Pour ce qui est de la manière de faire les théraphims, Vorstius est persuadé que c'est une vaine tradition rabbinique, quoique les rabbins Tanichuma, et Jonathan dans son targum, Gen. xxxj. 19. l'aient rapportée après le rabbin Eliézer ; il se fonde principalement sur ce que Laban, qui n'avait pas absolument perdu toute notion du vrai Dieu, comme il parait par le passage de la Genèse, xxxj. 53. ne pouvait pas être capable d'une cruauté si affreuse : mais Vorstius n'a pas fait attention que cette coutume, pour n'avoir point encore été établie du temps de Laban, pouvait fort bien être devenue réelle dans la suite, outre qu'il est certain que les Hébreux ont brulé quelquefois leurs enfants à l'honneur de Moloch.
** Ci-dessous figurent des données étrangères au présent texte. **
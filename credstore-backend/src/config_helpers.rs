use std::net::{IpAddr, Ipv6Addr, SocketAddr};

use credstore_db::{DbConnectionConfig, DbConnectionError};

/// Env prefix for connection settings that bypass the config file.
const DB_ENV_PREFIX: &str = "CREDSTORE";

/// Build database connection config from application config.
///
/// `CREDSTORE_DATABASE_URL` (with the `CREDSTORE_DB_*` pool knobs) takes
/// precedence over the `[database]` section.
pub fn database_config_from_config(
    cfg: &credstore_config::Config,
) -> Result<DbConnectionConfig, DbConnectionError> {
    if std::env::var_os(format!("{DB_ENV_PREFIX}_DATABASE_URL")).is_some() {
        return DbConnectionConfig::from_env(DB_ENV_PREFIX);
    }
    let mut db_cfg = DbConnectionConfig::from_path(&cfg.database.path);
    db_cfg.max_connections = cfg.database.max_connections;
    db_cfg.min_connections = db_cfg.min_connections.min(db_cfg.max_connections);
    db_cfg.connect_timeout_secs = cfg.database.connect_timeout_secs;
    db_cfg.validate()?;
    Ok(db_cfg)
}

/// Parse host:port into a SocketAddr, with fallback to 0.0.0.0.
pub fn parse_bind_address(host: &str, port: u16) -> SocketAddr {
    host.parse::<IpAddr>()
        .map(|ip| SocketAddr::new(ip, port))
        .or_else(|_| host.parse::<SocketAddr>())
        .or_else(|_| {
            host.trim_matches(|c| c == '[' || c == ']')
                .parse::<Ipv6Addr>()
                .map(|ip| SocketAddr::new(IpAddr::V6(ip), port))
        })
        .unwrap_or_else(|_| {
            tracing::warn!(%host, "host is not an IP address; binding to 0.0.0.0");
            SocketAddr::from(([0, 0, 0, 0], port))
        })
}
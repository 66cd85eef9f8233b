pub mod config;
pub mod error;
pub mod pool;

// Re-exports for public API
pub use config::DbConnectionConfig;
pub use error::DbConnectionError;
pub use pool::{create_pool, DbPool};
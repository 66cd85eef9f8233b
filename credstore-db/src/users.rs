//! Queries against the `users` table.
//!
//! Rows are only ever inserted or read; there is no update or delete path.

use serde::{Deserialize, Serialize};
use sqlx::Executor;

use crate::DbBackend;

#[derive(Debug, Clone, PartialEq, Eq, Serialize, Deserialize, sqlx::FromRow)]
pub struct UsersRow {
    pub username: String,
    pub password_hash: String,
}

/// Result of an insert against the username primary key.
#[derive(Debug, Clone, Copy, PartialEq, Eq)]
pub enum InsertOutcome {
    Inserted,
    /// The primary key rejected the row; the existing row is untouched.
    UsernameTaken,
}

/// Insert a new user. A unique-constraint rejection is reported as
/// [`InsertOutcome::UsernameTaken`]; every other database error is returned.
pub async fn insert_user<'e, E>(executor: E, row: &UsersRow) -> Result<InsertOutcome, sqlx::Error>
where
    E: Executor<'e, Database = DbBackend>,
{
    let result = sqlx::query("INSERT INTO users (username, password_hash) VALUES (?, ?)")
        .bind(&row.username)
        .bind(&row.password_hash)
        .execute(executor)
        .await;

    match result {
        Ok(_) => Ok(InsertOutcome::Inserted),
        Err(sqlx::Error::Database(db_err)) if db_err.is_unique_violation() => {
            Ok(InsertOutcome::UsernameTaken)
        }
        Err(e) => Err(e),
    }
}

pub async fn find_password_hash<'e, E>(
    executor: E,
    username: &str,
) -> Result<Option<String>, sqlx::Error>
where
    E: Executor<'e, Database = DbBackend>,
{
    sqlx::query_scalar("SELECT password_hash FROM users WHERE username = ?")
        .bind(username)
        .fetch_optional(executor)
        .await
}

pub async fn list_all<'e, E>(executor: E) -> Result<Vec<UsersRow>, sqlx::Error>
where
    E: Executor<'e, Database = DbBackend>,
{
    sqlx::query_as::<_, UsersRow>("SELECT username, password_hash FROM users ORDER BY username")
        .fetch_all(executor)
        .await
}

#[cfg(test)]
mod tests {
    use super::*;
    use sqlx::sqlite::SqlitePoolOptions;

    async fn migrated_pool() -> crate::DbPool {
        let pool = SqlitePoolOptions::new()
            .max_connections(1)
            .connect("sqlite::memory:")
            .await
            .expect("connect");
        credstore_migrations::sqlite_migrator()
            .run(&pool)
            .await
            .expect("migrate");
        pool
    }

    fn row(username: &str, hash: &str) -> UsersRow {
        UsersRow {
            username: username.to_string(),
            password_hash: hash.to_string(),
        }
    }

    #[tokio::test]
    async fn insert_then_find() {
        let pool = migrated_pool().await;
        let outcome = insert_user(&pool, &row("alice", "h1")).await.expect("insert");
        assert_eq!(outcome, InsertOutcome::Inserted);

        let hash = find_password_hash(&pool, "alice").await.expect("find");
        assert_eq!(hash.as_deref(), Some("h1"));
        assert_eq!(find_password_hash(&pool, "bob").await.expect("find"), None);
    }

    #[tokio::test]
    async fn duplicate_username_keeps_original_row() {
        let pool = migrated_pool().await;
        insert_user(&pool, &row("alice", "h1")).await.expect("insert");

        let outcome = insert_user(&pool, &row("alice", "h2")).await.expect("insert");
        assert_eq!(outcome, InsertOutcome::UsernameTaken);

        let hash = find_password_hash(&pool, "alice").await.expect("find");
        assert_eq!(hash.as_deref(), Some("h1"));
    }

    #[tokio::test]
    async fn usernames_are_case_sensitive() {
        let pool = migrated_pool().await;
        insert_user(&pool, &row("alice", "h1")).await.expect("insert");
        let outcome = insert_user(&pool, &row("Alice", "h2")).await.expect("insert");
        assert_eq!(outcome, InsertOutcome::Inserted);
    }

    #[tokio::test]
    async fn list_all_is_ordered() {
        let pool = migrated_pool().await;
        insert_user(&pool, &row("carol", "h3")).await.expect("insert");
        insert_user(&pool, &row("alice", "h1")).await.expect("insert");

        let rows = list_all(&pool).await.expect("list");
        assert_eq!(rows, vec![row("alice", "h1"), row("carol", "h3")]);
    }

    #[tokio::test]
    async fn missing_table_is_an_error_not_a_conflict() {
        let pool = SqlitePoolOptions::new()
            .max_connections(1)
            .connect("sqlite::memory:")
            .await
            .expect("connect");
        assert!(insert_user(&pool, &row("alice", "h1")).await.is_err());
    }
}
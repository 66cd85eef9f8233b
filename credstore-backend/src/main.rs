//! Credential store backend server
//!
//! Entry point with configuration loading, database migrations, and HTTP
//! server startup.

use std::sync::Arc;

use anyhow::Context;
use clap::Parser;
use credstore_auth::PasswordScheme;
use tokio::net::TcpListener;

use credstore_backend::state::AppState;

mod cli;
mod config_helpers;
mod tracing_setup;

use cli::CliArgs;
use config_helpers::{database_config_from_config, parse_bind_address};
use tracing_setup::install_tracing_from_config;

#[tokio::main]
async fn main() -> anyhow::Result<()> {
    // A missing .env file is the normal case.
    let _ = dotenvy::dotenv();
    let args = CliArgs::parse();

    let config = credstore_config::load_config(args.config_path.as_deref())
        .context("failed to load configuration")?;

    install_tracing_from_config(&config.logging);
    tracing::info!(config_path = ?args.config_path, "configuration loaded");

    let db_cfg = database_config_from_config(&config)?;
    let db_pool = credstore_db::create_pool(&db_cfg).await?;
    run_migrations(&db_pool).await?;

    let state = AppState::from_config(db_pool, &config)?;
    if state.hasher.scheme() == PasswordScheme::Sha256 {
        tracing::warn!("password scheme is unsalted sha256; set auth.password_scheme = \"argon2id\" for new stores");
    }
    if state.admin_token.is_none() {
        tracing::info!("admin token not configured; user dump endpoint disabled");
    }
    tracing::info!(
        db_max_connections = db_cfg.max_connections,
        uploads_dir = %state.uploads_dir.display(),
        static_dir = %state.static_dir.display(),
        "database and site configuration"
    );

    let app = credstore_backend::build_router(Arc::new(state));

    let addr = parse_bind_address(&config.server.host, config.server.port);
    let listener = TcpListener::bind(addr)
        .await
        .with_context(|| format!("failed to bind {addr}"))?;
    tracing::info!(%addr, "server listening");

    axum::serve(listener, app.into_make_service()).await?;

    Ok(())
}

async fn run_migrations(db_pool: &credstore_db::DbPool) -> anyhow::Result<()> {
    match credstore_migrations::sqlite_migrator().run(db_pool).await {
        Ok(_) => {
            tracing::info!("database migrations applied successfully");
            Ok(())
        }
        Err(e) => {
            tracing::error!(%e, "failed to apply database migrations");
            Err(anyhow::anyhow!("failed to apply database migrations: {e}"))
        }
    }
}
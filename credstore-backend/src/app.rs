use std::sync::Arc;

use axum::{
    extract::{DefaultBodyLimit, Extension},
    http::StatusCode,
    response::IntoResponse,
    routing::{delete, get, post},
    Router,
};
use tower_http::{services::ServeDir, trace::TraceLayer};

use crate::handlers::{credentials, files, uploads, users};
use crate::state::AppState;

/// Build the primary axum router with the provided shared application state.
///
/// The legacy `/cgi-bin/*.py` paths and their `/api` aliases share handlers.
/// Everything else falls through to the static site.
pub fn build_router(state: Arc<AppState>) -> Router {
    let cgi = Router::new()
        .route(
            "/auth.py",
            get(credentials::authenticate).post(credentials::authenticate),
        )
        .route("/list_files.py", get(files::list))
        .route("/show_users.py", get(users::show));

    let api = Router::new()
        .route(
            "/auth",
            get(credentials::authenticate).post(credentials::authenticate),
        )
        .route("/files", get(files::list))
        .route("/uploads", post(uploads::upload))
        .route("/uploads/{name}", delete(uploads::delete))
        .route("/users", get(users::show))
        .route("/health", get(health_handler))
        .route("/ready", get(ready_handler));

    let static_service = ServeDir::new(&state.static_dir).append_index_html_on_directories(true);

    Router::new()
        .nest("/cgi-bin", cgi)
        .nest("/api", api)
        .fallback_service(static_service)
        .layer(DefaultBodyLimit::max(state.max_body_bytes))
        .layer(TraceLayer::new_for_http())
        .layer(Extension(state))
}

async fn health_handler() -> impl IntoResponse {
    // Liveness: always return 200 OK when process is alive.
    (StatusCode::OK, "OK")
}

async fn ready_handler(Extension(state): Extension<Arc<AppState>>) -> impl IntoResponse {
    match sqlx::query("SELECT 1").execute(&*state.db_pool).await {
        Ok(_) => (StatusCode::OK, "OK"),
        Err(e) => {
            tracing::warn!(error = %e, "readiness check failed");
            (StatusCode::SERVICE_UNAVAILABLE, "database unavailable")
        }
    }
}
Le père Kircher nous conduit en Egypte pour y chercher l'origine des théraphims, ajoutant que ce mot est égyptien lui-même. Spencer, en sa dissertation sur l'urim et thummin soutient que théraphim est un mot chaldéen, et qu'il signifie la même chose que seraphim, parce qu'on sait que les chaldéens changent souvent le en , c'est-à-dire, l's en t, il ajoute que ces images venaient des amorites chaldéens ou syriens, et que le serapis des Egyptiens est la même chose que le théraphim des Chaldéens. Voyez SELDEN, des dieux de Syrie, synt. I. c. IIe

Le père Calmet observe que la figure du serpent ailé, nommé seraph, d'où l'on a fait le nom seraphim, a pu donner aussi naissance au mot théraphim, parce que sur les abraxas, et autres talismants des anciens qui sont de vrais théraphims, on trouve des figures de serpens représentés tantôt avec des ailes, et tantôt sans ailes ; d'où il conclut que les théraphims de Laban, qui furent enlevés par Rachel, étaient de véritables talismants.
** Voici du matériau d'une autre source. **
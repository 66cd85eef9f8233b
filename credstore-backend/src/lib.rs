pub mod app;
pub mod error;
pub mod handlers;
pub mod state;

pub use app::build_router;
use sqlx::sqlite::{SqlitePool, SqlitePoolOptions};

use crate::config::DbConnectionConfig;
use crate::error::DbConnectionError;

pub type DbPool = SqlitePool;

// SQLite memory database patterns for efficient checking
pub const SQLITE_MEMORY_PATTERNS: &[&[u8]] = &[b":memory:", b"mode=memory"];

/// Creates a new SQLite connection pool using the provided configuration.
///
/// File-backed databases get their parent directory and file created first,
/// so a fresh deployment starts from an empty store instead of failing with
/// "unable to open database file".
pub async fn create_pool(config: &DbConnectionConfig) -> Result<DbPool, DbConnectionError> {
    config.validate()?;
    let url = config.url.trim();

    tracing::debug!(
        database_url = %url,
        max_connections = config.max_connections,
        "creating database pool"
    );

    ensure_sqlite_db_file_exists(url)?;

    let mut opts = SqlitePoolOptions::new()
        .max_connections(config.max_connections)
        .min_connections(config.min_connections)
        .acquire_timeout(config.connect_timeout());

    if let Some(idle) = config.idle_timeout() {
        opts = opts.idle_timeout(idle);
    }

    match opts.connect(url).await {
        Ok(pool) => Ok(pool),
        Err(err) => {
            tracing::error!(
                database_url = %url,
                error = %err,
                "failed to create database pool"
            );
            Err(err.into())
        }
    }
}

/// Extract the file path from a SQLite connection URL.
/// Returns None for in-memory databases or empty paths.
pub(crate) fn sqlite_file_path(url: &str) -> Option<&str> {
    let url_bytes = url.as_bytes();
    for &pattern in SQLITE_MEMORY_PATTERNS {
        if url_bytes
            .windows(pattern.len())
            .any(|w| w.eq_ignore_ascii_case(pattern))
        {
            return None;
        }
    }

    let mut path = url;
    path = path
        .strip_prefix("sqlite://")
        .or_else(|| path.strip_prefix("sqlite:"))
        .unwrap_or(path);
    path = path.strip_prefix("file:").unwrap_or(path);

    if let Some(idx) = path.find('?') {
        path = &path[..idx];
    }

    let path = path.trim();
    if path.is_empty() {
        return None;
    }

    // On Windows: strip leading slash before drive letter ("/C:/...")
    if path.len() > 2 && path.starts_with('/') && path.as_bytes().get(2) == Some(&b':') {
        Some(&path[1..])
    } else {
        Some(path)
    }
}

fn ensure_sqlite_db_file_exists(database_url: &str) -> Result<(), DbConnectionError> {
    use std::fs::{create_dir_all, File};
    use std::io;
    use std::path::Path;

    let Some(clean_path) = sqlite_file_path(database_url) else {
        return Ok(());
    };

    let db_path = Path::new(clean_path);
    if let Some(parent) = db_path
        .parent()
        .filter(|p| !p.as_os_str().is_empty() && !p.exists())
    {
        create_dir_all(parent).map_err(|e| {
            DbConnectionError::FileCreation(format!(
                "failed to create parent directory '{}': {e}",
                parent.display()
            ))
        })?;
    }

    if !db_path.exists() {
        File::create(db_path).map_err(|e| {
            let msg = if e.kind() == io::ErrorKind::PermissionDenied {
                format!("permission denied creating '{}': {e}", db_path.display())
            } else {
                format!("failed to create DB file '{}': {e}", db_path.display())
            };
            DbConnectionError::FileCreation(msg)
        })?;
        tracing::info!(path = %db_path.display(), "created empty database file");
    }

    Ok(())
}
use sqlx::migrate::Migrator;

pub static SQLITE_MIGRATOR: Migrator = sqlx::migrate!("./migrations");

pub fn sqlite_migrator() -> &'static Migrator {
    &SQLITE_MIGRATOR
}
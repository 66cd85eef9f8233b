use std::path::Path;
use std::sync::Arc;

use axum::extract::{Extension, Json};
use serde::{Deserialize, Serialize};

use crate::state::AppState;

/// Body of the file listing endpoint. Failures are reported in-band.
#[derive(Debug, Clone, PartialEq, Eq, Serialize, Deserialize)]
#[serde(untagged)]
pub enum FileListing {
    Files { files: Vec<String> },
    Error { error: String },
}

/// GET /cgi-bin/list_files.py
pub async fn list(Extension(state): Extension<Arc<AppState>>) -> Json<FileListing> {
    match list_regular_files(&state.uploads_dir).await {
        Ok(files) => Json(FileListing::Files { files }),
        Err(e) => {
            tracing::warn!(dir = %state.uploads_dir.display(), error = %e, "cannot list upload directory");
            Json(FileListing::Error {
                error: format!("cannot list upload directory: {}", e.kind()),
            })
        }
    }
}

/// Names of the regular files directly inside `dir`, sorted.
///
/// Symlinks are followed; anything that is not a file after resolution
/// (directories, dangling links) is skipped.
pub async fn list_regular_files(dir: &Path) -> std::io::Result<Vec<String>> {
    let mut entries = tokio::fs::read_dir(dir).await?;
    let mut files = Vec::new();
    while let Some(entry) = entries.next_entry().await? {
        let is_file = tokio::fs::metadata(entry.path())
            .await
            .map(|m| m.is_file())
            .unwrap_or(false);
        if is_file {
            files.push(entry.file_name().to_string_lossy().into_owned());
        }
    }
    files.sort();
    Ok(files)
}
use clap::Parser;

/// Parsed command-line arguments.
#[derive(Debug, Parser)]
#[command(name = "credstore-backend", about = "Credential store web backend")]
pub struct CliArgs {
    /// Path to configuration file (TOML, YAML or JSON)
    #[arg(short = 'c', long = "config-path", env = "CREDSTORE_CONFIG_PATH")]
    pub config_path: Option<String>,
}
M. Jurieu a proposé sur ces théraphims de Laban une conjecture ; c'est que ces théraphims étaient les dieux pénates ou domestiques de Laban. Ces dieux lares, dit-il, étaient les âmes des héros de familles qu'on avait déifiés, et qu'on y adorait. Ainsi les théraphims de Laban, selon cet auteur, étaient les images de Noé, restaurateur du genre humain, et de Sem, chef de la famille de Laban. Celui-ci ne se plaint pas seulement qu'on lui a dérobé des dieux ou des statues en qui il avait confiance, et à qui il rendait un culte religieux ; il dit qu'on lui a ravi ses dieux, c'est-à-dire, les dieux de sa maison, cur furatus es deos meos, Genèse xxxj. Jurieu, hist. des cultes.
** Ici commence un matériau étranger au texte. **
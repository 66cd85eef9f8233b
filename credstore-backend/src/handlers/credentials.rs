//! The registration / login endpoint.
//!
//! Fields arrive form-encoded in a POST body or, for GET, in the query
//! string. Every non-infrastructure outcome is a 200 with a
//! `{success, message}` body.

use std::sync::Arc;

use axum::extract::{rejection::FormRejection, Extension, Form};
use axum::http::StatusCode;
use axum::response::{IntoResponse, Response};
use axum::Json;
use credstore_db::users::{self as db_users, InsertOutcome, UsersRow};
use serde::{Deserialize, Serialize};

use crate::{error::ApiError, state::AppState};

pub const MSG_REGISTERED: &str = "registration succeeded";
pub const MSG_USERNAME_TAKEN: &str = "username already exists";
pub const MSG_LOGGED_IN: &str = "login succeeded";
pub const MSG_INVALID_CREDENTIALS: &str = "invalid credentials";
pub const MSG_MISSING_FIELDS: &str = "missing username or password";
pub const MSG_UNKNOWN_ACTION: &str = "unknown action";

#[derive(Debug, Default, Clone, Deserialize)]
pub struct CredentialForm {
    pub action: Option<String>,
    pub username: Option<String>,
    pub password: Option<String>,
}

#[derive(Debug, Clone, PartialEq, Eq, Serialize, Deserialize)]
pub struct AuthResponse {
    pub success: bool,
    pub message: String,
}

impl AuthResponse {
    fn ok(message: &str) -> Self {
        Self {
            success: true,
            message: message.to_string(),
        }
    }

    fn fail(message: &str) -> Self {
        Self {
            success: false,
            message: message.to_string(),
        }
    }
}

#[derive(Debug, Clone, Copy, PartialEq, Eq)]
enum Action {
    Register,
    Login,
}

impl Action {
    fn parse(raw: Option<&str>) -> Option<Self> {
        match raw? {
            "register" => Some(Self::Register),
            "login" => Some(Self::Login),
            _ => None,
        }
    }
}

fn non_empty(value: Option<String>) -> Option<String> {
    value.filter(|v| !v.is_empty())
}

/// GET/POST /cgi-bin/auth.py
///
/// A body that cannot be decoded as a form counts as having no fields,
/// except an oversized one, which is refused with 413.
pub async fn authenticate(
    Extension(state): Extension<Arc<AppState>>,
    form: Result<Form<CredentialForm>, FormRejection>,
) -> Result<Response, ApiError> {
    let form = match form {
        Ok(Form(form)) => form,
        Err(rejection) if rejection.status() == StatusCode::PAYLOAD_TOO_LARGE => {
            tracing::warn!(%rejection, "credential request body too large");
            return Ok(rejection.into_response());
        }
        Err(rejection) => {
            tracing::debug!(%rejection, "unreadable credential form");
            CredentialForm::default()
        }
    };
    let outcome = process(&state, form).await?;
    Ok(Json(outcome).into_response())
}

/// Run one credential request against the store.
pub async fn process(state: &AppState, form: CredentialForm) -> Result<AuthResponse, ApiError> {
    let (Some(username), Some(password)) = (non_empty(form.username), non_empty(form.password))
    else {
        return Ok(AuthResponse::fail(MSG_MISSING_FIELDS));
    };

    match Action::parse(form.action.as_deref()) {
        Some(Action::Register) => register(state, username, &password).await,
        Some(Action::Login) => login(state, &username, &password).await,
        None => Ok(AuthResponse::fail(MSG_UNKNOWN_ACTION)),
    }
}

async fn register(
    state: &AppState,
    username: String,
    password: &str,
) -> Result<AuthResponse, ApiError> {
    let password_hash = state.hasher.hash(password)?;
    let row = UsersRow {
        username,
        password_hash,
    };

    let mut conn = state.db_pool.acquire().await?;
    match db_users::insert_user(&mut *conn, &row).await? {
        InsertOutcome::Inserted => {
            tracing::info!(username = %row.username, scheme = %state.hasher.scheme(), "user registered");
            Ok(AuthResponse::ok(MSG_REGISTERED))
        }
        InsertOutcome::UsernameTaken => {
            tracing::info!(username = %row.username, "registration rejected: username taken");
            Ok(AuthResponse::fail(MSG_USERNAME_TAKEN))
        }
    }
}

async fn login(state: &AppState, username: &str, password: &str) -> Result<AuthResponse, ApiError> {
    let stored = {
        let mut conn = state.db_pool.acquire().await?;
        db_users::find_password_hash(&mut *conn, username).await?
    };

    let verified = stored
        .as_deref()
        .is_some_and(|hash| state.hasher.verify(password, hash));
    if verified {
        tracing::info!(%username, "login succeeded");
        Ok(AuthResponse::ok(MSG_LOGGED_IN))
    } else {
        tracing::info!(%username, "login failed");
        Ok(AuthResponse::fail(MSG_INVALID_CREDENTIALS))
    }
}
Mais, comme le remarque dom Calmet, cette conjecture n'est pas solide. Il n'est nullement croyable que le culte des dieux pénates et lares ait été connu du temps de Laban : il est même fort douteux qu'il l'ait été parmi les orientaux plusieurs siècles après ce patriarche. D'ailleurs est-il croyable, que Laban ait mis au rang des dieux Noé et Sem, qui étaient morts depuis si peu de temps ? Car Noé mourut l'an du monde 2006, et Sem l'an du monde 2158, c'est-à-dire, 87 ans seulement avant que Jacob arrivât en Mésopotamie auprès de Laban. Calmet, dictionn. de la Bible tom. III. lettre T, au mot Théraphim, p. 674.